- **Input for this task**

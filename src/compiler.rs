//! Schema compiler.
//!
//! Compilation runs in three steps over the lowered type table:
//!
//! 1. every type's type-level and field-level directives compile into chains
//!    of validators, while union directives are only recorded;
//! 2. once all types are seen, each type's unions are emitted by name;
//! 3. in dependency order, each type gets one composed validator that runs its
//!    own chain, its unions, then every field's chain followed by descent into
//!    nested records, list elements and map values.
//!
//! The result is a [`Validator`]: a table of `Send + Sync` closures, one per
//! record type, plus a serializable [`Plan`] describing what was compiled.
mod plan;
mod primitive;
mod subfield;
mod union;

use std::sync::Arc;

use indexmap::IndexMap;
use serde_json::Value;

use crate::directive::{Directive, DirectiveKind, Primitive};
use crate::error::{CompileError, UnknownType};
use crate::field::{ErrorList, Path};
use crate::ir::{Schema, Ty};
use crate::lower::{lower_schema, FieldAccessor, RecordInfo, TypeTable};
use crate::matcher::ElementMatcher;
use crate::validate::{Chain, Context, Flags, UnionMembership, ValidateFn, Validation};

pub use plan::{DirectivePlan, FieldPlan, MemberPlan, Plan, TypePlan, UnionPlan};

type ValueFn = Arc<ValidateFn<Value>>;

fn value_fn(
    f: impl Fn(&Context, &Path, Option<&Value>, Option<&Value>) -> ErrorList + Send + Sync + 'static,
) -> ValueFn {
    Arc::new(f)
}

// ————————————————————————————————————————————————————————————————————————————
// SCOPE
// ————————————————————————————————————————————————————————————————————————————

/// What a directive is attached to.
#[derive(Debug, Clone)]
enum Member {
    /// The record itself.
    None,
    Real(FieldAccessor),
    /// Elements of `list` matching a selector.
    Virtual { name: String, list: FieldAccessor, matcher: Arc<ElementMatcher> },
}

#[derive(Debug, Clone)]
struct Scope {
    /// Record owning `member`; unions declared here belong to it.
    parent: Option<String>,
    /// Type of the value the directives check.
    ty: Ty,
    member: Member,
    /// `Type`, `Type.field`, `Type.list[k="v"].field`, ...
    location: String,
}

// ————————————————————————————————————————————————————————————————————————————
// DIRECTIVES
// ————————————————————————————————————————————————————————————————————————————

struct Compiler<'a> {
    table: &'a TypeTable,
    unions: union::Accumulator,
}

struct RecordParts {
    chain: Chain<Value>,
    plans: Vec<DirectivePlan>,
    fields: Vec<(Chain<Value>, Vec<DirectivePlan>)>,
}

impl Compiler<'_> {
    fn compile_record(&mut self, record: &RecordInfo) -> Result<RecordParts, CompileError> {
        let scope = Scope {
            parent: None,
            ty: Ty::Record(record.name.clone()),
            member: Member::None,
            location: record.name.clone(),
        };
        let (validations, plans) = self.compile_directives(&scope, &record.directives)?;

        let mut fields = Vec::with_capacity(record.fields.len());
        for f in &record.fields {
            let scope = Scope {
                parent: Some(record.name.clone()),
                ty: f.accessor.ty.clone(),
                member: Member::Real(f.accessor.clone()),
                location: format!("{}.{}", record.name, f.accessor.path_name()),
            };
            let (validations, plans) = self.compile_directives(&scope, &f.directives)?;
            fields.push((Chain::new(validations), plans));
        }
        Ok(RecordParts { chain: Chain::new(validations), plans, fields })
    }

    fn compile_directives(
        &mut self,
        scope: &Scope,
        directives: &[Directive],
    ) -> Result<(Vec<Validation<Value>>, Vec<DirectivePlan>), CompileError> {
        let mut validations = Vec::with_capacity(directives.len());
        let mut plans = Vec::with_capacity(directives.len());
        for d in directives {
            let flags = effective_flags(d, &scope.location);
            let (validation, plan) = match &d.kind {
                DirectiveKind::Primitive(p) => {
                    (Some(primitive::compile(scope, p, flags)?), DirectivePlan::leaf(d.tag(), flags))
                }
                DirectiveKind::Subfield { target, payload } => self.compile_subfield(scope, target, payload, flags)?,
                DirectiveKind::UnionMember { union, member_name } => {
                    let member = self.unions.add_member(scope, union, member_name.as_deref())?;
                    let plan = DirectivePlan {
                        target: Some(member),
                        union: Some(union.clone()),
                        ..DirectivePlan::leaf(d.tag(), flags)
                    };
                    (None, plan)
                }
                DirectiveKind::UnionDiscriminator { union } => {
                    let field = self.unions.add_discriminator(scope, union)?;
                    let plan = DirectivePlan {
                        target: Some(field),
                        union: Some(union.clone()),
                        ..DirectivePlan::leaf(d.tag(), flags)
                    };
                    (None, plan)
                }
            };
            validations.extend(validation);
            plans.push(plan);
        }
        Ok((validations, plans))
    }
}

fn effective_flags(d: &Directive, location: &str) -> Flags {
    if matches!(d.kind, DirectiveKind::Primitive(Primitive::Optional)) {
        return Flags::STOP_SILENTLY;
    }
    let mut flags = d.flags;
    if flags.non_error && !flags.short_circuit {
        tracing::warn!(location, tag = d.tag(), "nonError has no effect without shortCircuit; ignoring it");
        flags.non_error = false;
    }
    flags
}

// ————————————————————————————————————————————————————————————————————————————
// TYPE VALIDATORS
// ————————————————————————————————————————————————————————————————————————————

struct FieldStep {
    accessor: FieldAccessor,
    chain: Chain<Value>,
    descend: Option<ValueFn>,
}

fn type_validator(chain: Chain<Value>, unions: Vec<UnionMembership<Value, Value>>, fields: Vec<FieldStep>) -> ValueFn {
    value_fn(move |ctx, path, new, old| {
        let Some(new) = new else { return ErrorList::new() };
        let mut errs = ErrorList::new();

        let out = chain.call(ctx, path, Some(new), old);
        errs.append(out.errors);
        if out.stopped {
            return errs;
        }
        for u in &unions {
            errs.append(u.validate(ctx, path, Some(new)).with_origin("unionMember"));
        }
        for f in &fields {
            let field_path = path.child(f.accessor.path_name());
            let new_value = f.accessor.get(new);
            let old_value = old.and_then(|o| f.accessor.get(o));
            let out = f.chain.call(ctx, &field_path, new_value, old_value);
            errs.append(out.errors);
            if out.stopped {
                continue;
            }
            if let Some(descend) = &f.descend {
                errs.append(descend(ctx, &field_path, new_value, old_value));
            }
        }
        errs
    })
}

/// Validator for a value of type `ty` that reaches nested records, or `None`
/// when no record is reachable. `list_map_keys` pairs old list elements
/// with new ones; only the outermost list of a field declares them. Lists
/// without keys pair elements by position.
fn descend(types: &IndexMap<String, ValueFn>, ty: &Ty, list_map_keys: &[String]) -> Option<ValueFn> {
    match ty {
        Ty::String | Ty::Integer | Ty::Number | Ty::Bool => None,
        Ty::Optional(inner) => descend(types, inner, list_map_keys),
        Ty::Record(name) => types.get(name).cloned(),
        Ty::List(elem) => {
            let each = descend(types, elem, &[])?;
            let keys = list_map_keys.to_vec();
            Some(value_fn(move |ctx, path, new, old| {
                let mut errs = ErrorList::new();
                let Some(items) = new.and_then(Value::as_array) else { return errs };
                let old_items = old.and_then(Value::as_array);
                for (i, item) in items.iter().enumerate() {
                    if item.is_null() {
                        continue;
                    }
                    let paired = match old_items {
                        Some(olds) if !keys.is_empty() => olds.iter().find(|o| same_keys(&keys, item, o)),
                        Some(olds) => olds.get(i).filter(|o| !o.is_null()),
                        None => None,
                    };
                    errs.append(each(ctx, &path.index(i), Some(item), paired));
                }
                errs
            }))
        }
        Ty::Map(elem) => {
            let each = descend(types, elem, &[])?;
            Some(value_fn(move |ctx, path, new, old| {
                let mut errs = ErrorList::new();
                let Some(entries) = new.and_then(Value::as_object) else { return errs };
                let old_entries = old.and_then(Value::as_object);
                for (key, value) in entries {
                    if value.is_null() {
                        continue;
                    }
                    let paired = old_entries.and_then(|o| o.get(key)).filter(|v| !v.is_null());
                    errs.append(each(ctx, &path.key(key), Some(value), paired));
                }
                errs
            }))
        }
    }
}

/// Both elements carry every key, with equal values.
fn same_keys(keys: &[String], a: &Value, b: &Value) -> bool {
    let key = |v: &Value, k: &str| v.get(k).filter(|x| !x.is_null()).cloned();
    keys.iter().all(|k| matches!((key(a, k), key(b, k)), (Some(x), Some(y)) if x == y))
}

// ————————————————————————————————————————————————————————————————————————————
// VALIDATOR
// ————————————————————————————————————————————————————————————————————————————

/// A compiled schema. Cheap to share across threads.
pub struct Validator {
    types: IndexMap<String, ValueFn>,
    plan: Plan,
    root: Option<String>,
}

impl std::fmt::Debug for Validator {
    fn fmt(&self, f: &mut std::fmt::Formatter<'_>) -> std::fmt::Result {
        f.debug_struct("Validator")
            .field("types", &self.types.keys().collect::<Vec<_>>())
            .field("root", &self.root)
            .finish_non_exhaustive()
    }
}

impl Validator {
    pub fn compile(schema: &Schema) -> Result<Self, CompileError> {
        let table = lower_schema(schema)?;
        let mut compiler = Compiler { table: &table, unions: union::Accumulator::default() };

        let mut parts = Vec::with_capacity(table.len());
        for record in table.iter() {
            parts.push(compiler.compile_record(record)?);
        }

        let mut types: IndexMap<String, ValueFn> = IndexMap::with_capacity(table.len());
        let mut type_plans = Vec::with_capacity(table.len());
        for (record, parts) in table.iter().zip(parts) {
            let (unions, union_plans) = compiler.unions.emit(&record.name)?;

            let mut steps = Vec::with_capacity(record.fields.len());
            let mut field_plans = Vec::with_capacity(record.fields.len());
            for (info, (chain, plans)) in record.fields.iter().zip(parts.fields) {
                let accessor = info.accessor.clone();
                let descend = descend(&types, &accessor.ty, &accessor.list_map_keys);
                field_plans.push(FieldPlan {
                    name: accessor.name.clone(),
                    json: accessor.wire.clone(),
                    ty: accessor.ty.to_string(),
                    list_map_keys: accessor.list_map_keys.clone(),
                    directives: plans,
                });
                steps.push(FieldStep { accessor, chain, descend });
            }

            tracing::debug!(
                record = %record.name,
                fields = steps.len(),
                unions = unions.len(),
                "compiled type"
            );
            types.insert(record.name.clone(), type_validator(parts.chain, unions, steps));
            type_plans.push(TypePlan {
                name: record.name.clone(),
                directives: parts.plans,
                fields: field_plans,
                unions: union_plans,
            });
        }

        Ok(Self {
            types,
            plan: Plan { root: table.root.clone(), types: type_plans },
            root: table.root.clone(),
        })
    }

    /// Type validated when a caller does not name one.
    pub fn root(&self) -> Option<&str> {
        self.root.as_deref()
    }

    pub fn type_names(&self) -> impl Iterator<Item = &str> {
        self.types.keys().map(String::as_str)
    }

    pub fn plan(&self) -> &Plan {
        &self.plan
    }

    /// Validate a newly created record.
    pub fn validate(&self, type_name: &str, new: &Value) -> Result<ErrorList, UnknownType> {
        self.validate_with(&Context::create(), type_name, &Path::root(), Some(new), None)
    }

    /// Validate an update of `old` to `new`.
    pub fn validate_update(&self, type_name: &str, new: &Value, old: &Value) -> Result<ErrorList, UnknownType> {
        self.validate_with(&Context::update(), type_name, &Path::root(), Some(new), Some(old))
    }

    pub fn validate_with(
        &self,
        ctx: &Context,
        type_name: &str,
        path: &Path,
        new: Option<&Value>,
        old: Option<&Value>,
    ) -> Result<ErrorList, UnknownType> {
        let run = self.types.get(type_name).ok_or_else(|| UnknownType(type_name.to_string()))?;
        Ok(run(ctx, path, new.filter(|v| !v.is_null()), old.filter(|v| !v.is_null())))
    }
}

// ------------------------------- Tests ------------------------------------ //
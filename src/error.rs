//! Error types. Validation failures are not errors: they are
//! [`crate::field::ErrorList`] values. Everything here is fatal for the
//! schema or the call that raised it.
use thiserror::Error;

/// A schema or directive that cannot be compiled. Compilation stops at the
/// first one; no partial validator is produced.
#[derive(Debug, Error)]
#[error("{location}: {kind}")]
pub struct CompileError {
    /// `Type` or `Type.field`, plus the directive path inside nested payloads.
    pub location: String,
    pub kind: CompileErrorKind,
}

impl CompileError {
    pub fn new(location: impl Into<String>, kind: CompileErrorKind) -> Self {
        Self { location: location.into(), kind }
    }
}

#[derive(Debug, Error)]
pub enum CompileErrorKind {
    #[error("record type {0:?} is declared more than once")]
    DuplicateType(String),
    #[error("wire name {0:?} is used by more than one field")]
    DuplicateField(String),
    #[error("unknown record type {0:?}")]
    UnknownType(String),
    #[error("record types reference themselves: {}", .0.join(" -> "))]
    RecursiveType(Vec<String>),

    #[error("subfield can only be used on record values, not {0}")]
    SubfieldOnNonRecord(String),
    #[error("no field with wire name {0:?}")]
    UnknownSubfield(String),
    #[error("list access via 'listElems' can only be used on lists, not {0}")]
    ListAccessOnNonList(String),
    #[error("list elements must be records for key-based selection, not {0}")]
    ListElementNotRecord(String),
    #[error("list access needs a field context; place the directive on a list field")]
    ListAccessWithoutMember,
    #[error("element type {element} has no field with wire name {key:?}")]
    SelectorUnknownField { element: String, key: String },
    #[error("selector key {key:?} of element type {element} must be a string or optional string field, not {ty}")]
    SelectorNotString { element: String, key: String, ty: String },

    #[error("{0} must be placed on a field")]
    UnionOutsideField(&'static str),
    #[error("union discriminator can only be used on string fields, not {0}")]
    DiscriminatorNotString(String),
    #[error("union discriminator must be a real field, not a list selection")]
    DiscriminatorOnVirtualMember,
    #[error("union {0:?} already has a discriminator")]
    DuplicateDiscriminator(String),
    #[error("union {union:?} has more than one member with discriminator value {value:?}")]
    DuplicateDiscriminatorValue { union: String, value: String },

    #[error("{directive} cannot check a value of type {ty}")]
    UnsupportedKind { directive: &'static str, ty: String },
    #[error("invalid pattern {pattern:?}: {source}")]
    InvalidPattern { pattern: String, source: regex::Error },
}

/// A directive that does not parse. Raised while deserializing the schema.
#[derive(Debug, Error)]
pub enum DirectiveError {
    #[error("a directive must be a JSON object")]
    NotAnObject,
    #[error("no directive tag in {0:?}")]
    MissingTag(Vec<String>),
    #[error("unknown directive tag {0:?}")]
    UnknownTag(String),
    #[error("more than one directive tag: {}", .0.join(", "))]
    MultipleTags(Vec<String>),
    #[error("'payload' is only allowed on subfield directives")]
    UnexpectedPayload,
    #[error("subfield argument cannot be an empty string")]
    EmptyArgument,
    #[error("subfield argument {0:?} is neither a field name nor a selector object")]
    MalformedArgument(String),
    #[error("'listElems' selector cannot be empty")]
    EmptySelector,
    #[error("selector value for key {0:?} must be a string")]
    SelectorValueNotString(String),
    #[error("bad argument for {tag}: {source}")]
    BadArgument { tag: &'static str, source: serde_json::Error },
}

/// Raised when a caller names a type the compiled schema does not have.
#[derive(Debug, Error)]
#[error("unknown record type {0:?}")]
pub struct UnknownType(pub String);

/// A document or schema that does not deserialize, with the JSON path of the
/// failure.
#[derive(Debug, Error)]
#[error("at JSON path {path} → {source}")]
pub struct LoadError {
    pub path: String,
    pub source: serde_json::Error,
}
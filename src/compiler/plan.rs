//! Serializable description of a compiled schema, printed by `describe`.
use serde::Serialize;

use crate::validate::{Flags, ListAccess};

#[derive(Debug, Clone, Serialize)]
pub struct Plan {
    #[serde(skip_serializing_if = "Option::is_none")]
    pub root: Option<String>,
    pub types: Vec<TypePlan>,
}

#[derive(Debug, Clone, Serialize)]
pub struct TypePlan {
    pub name: String,
    #[serde(skip_serializing_if = "Vec::is_empty")]
    pub directives: Vec<DirectivePlan>,
    pub fields: Vec<FieldPlan>,
    #[serde(skip_serializing_if = "Vec::is_empty")]
    pub unions: Vec<UnionPlan>,
}

#[derive(Debug, Clone, Serialize)]
#[serde(rename_all = "camelCase")]
pub struct FieldPlan {
    pub name: String,
    #[serde(skip_serializing_if = "Option::is_none")]
    pub json: Option<String>,
    #[serde(rename = "type")]
    pub ty: String,
    #[serde(skip_serializing_if = "Vec::is_empty")]
    pub list_map_keys: Vec<String>,
    #[serde(skip_serializing_if = "Vec::is_empty")]
    pub directives: Vec<DirectivePlan>,
}

#[derive(Debug, Clone, Serialize)]
#[serde(rename_all = "camelCase")]
pub struct DirectivePlan {
    pub tag: &'static str,
    #[serde(skip_serializing_if = "Flags::is_default")]
    pub flags: Flags,
    /// Field name or canonical selector.
    #[serde(skip_serializing_if = "Option::is_none")]
    pub target: Option<String>,
    #[serde(skip_serializing_if = "Option::is_none")]
    pub list_access: Option<ListAccess>,
    #[serde(skip_serializing_if = "Option::is_none")]
    pub union: Option<String>,
    #[serde(skip_serializing_if = "Vec::is_empty")]
    pub payload: Vec<DirectivePlan>,
}

impl DirectivePlan {
    pub(crate) fn leaf(tag: &'static str, flags: Flags) -> Self {
        Self { tag, flags, target: None, list_access: None, union: None, payload: Vec::new() }
    }
}

#[derive(Debug, Clone, Serialize)]
#[serde(rename_all = "camelCase")]
pub struct UnionPlan {
    pub name: String,
    #[serde(skip_serializing_if = "Option::is_none")]
    pub discriminator: Option<String>,
    pub members: Vec<MemberPlan>,
}

#[derive(Debug, Clone, Serialize)]
#[serde(rename_all = "camelCase")]
pub struct MemberPlan {
    pub name: String,
    pub discriminator_value: String,
    /// Backing list field of a virtual member.
    #[serde(skip_serializing_if = "Option::is_none")]
    pub list: Option<String>,
    #[serde(skip_serializing_if = "Option::is_none")]
    pub selector: Option<String>,
}
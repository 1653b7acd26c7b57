use serde::de::DeserializeOwned;

use crate::error::LoadError;

fn located(err: serde_path_to_error::Error<serde_json::Error>) -> LoadError {
    LoadError { path: err.path().to_string(), source: err.into_inner() }
}

/// Deserialize with JSON-path context in error messages.
pub fn from_slice_with_path<T: DeserializeOwned>(bytes: &[u8]) -> Result<T, LoadError> {
    let de = &mut serde_json::Deserializer::from_slice(bytes);
    serde_path_to_error::deserialize::<_, T>(de).map_err(located)
}

#[cfg(test)]
mod tests {
    use super::*;
    use crate::ir::Schema;

    #[test]
    fn schema_errors_name_the_failing_path() {
        let src = r#"{"types": [{"name": "T", "fields": [{"name": "x", "type": "string", "directives": [{"bogus": 1}]}]}]}"#;
        let err = from_slice_with_path::<Schema>(src.as_bytes()).unwrap_err();
        assert_eq!(err.path, "types[0].fields[0].directives[0]");
        assert!(err.to_string().contains("bogus"));
    }
}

- **Try it**
Search the listing above for "Accumulator" and copy every line that holds it.

- **Result**
    unions: union::Accumulator,
        let mut compiler = Compiler { table: &table, unions: union::Accumulator::default() };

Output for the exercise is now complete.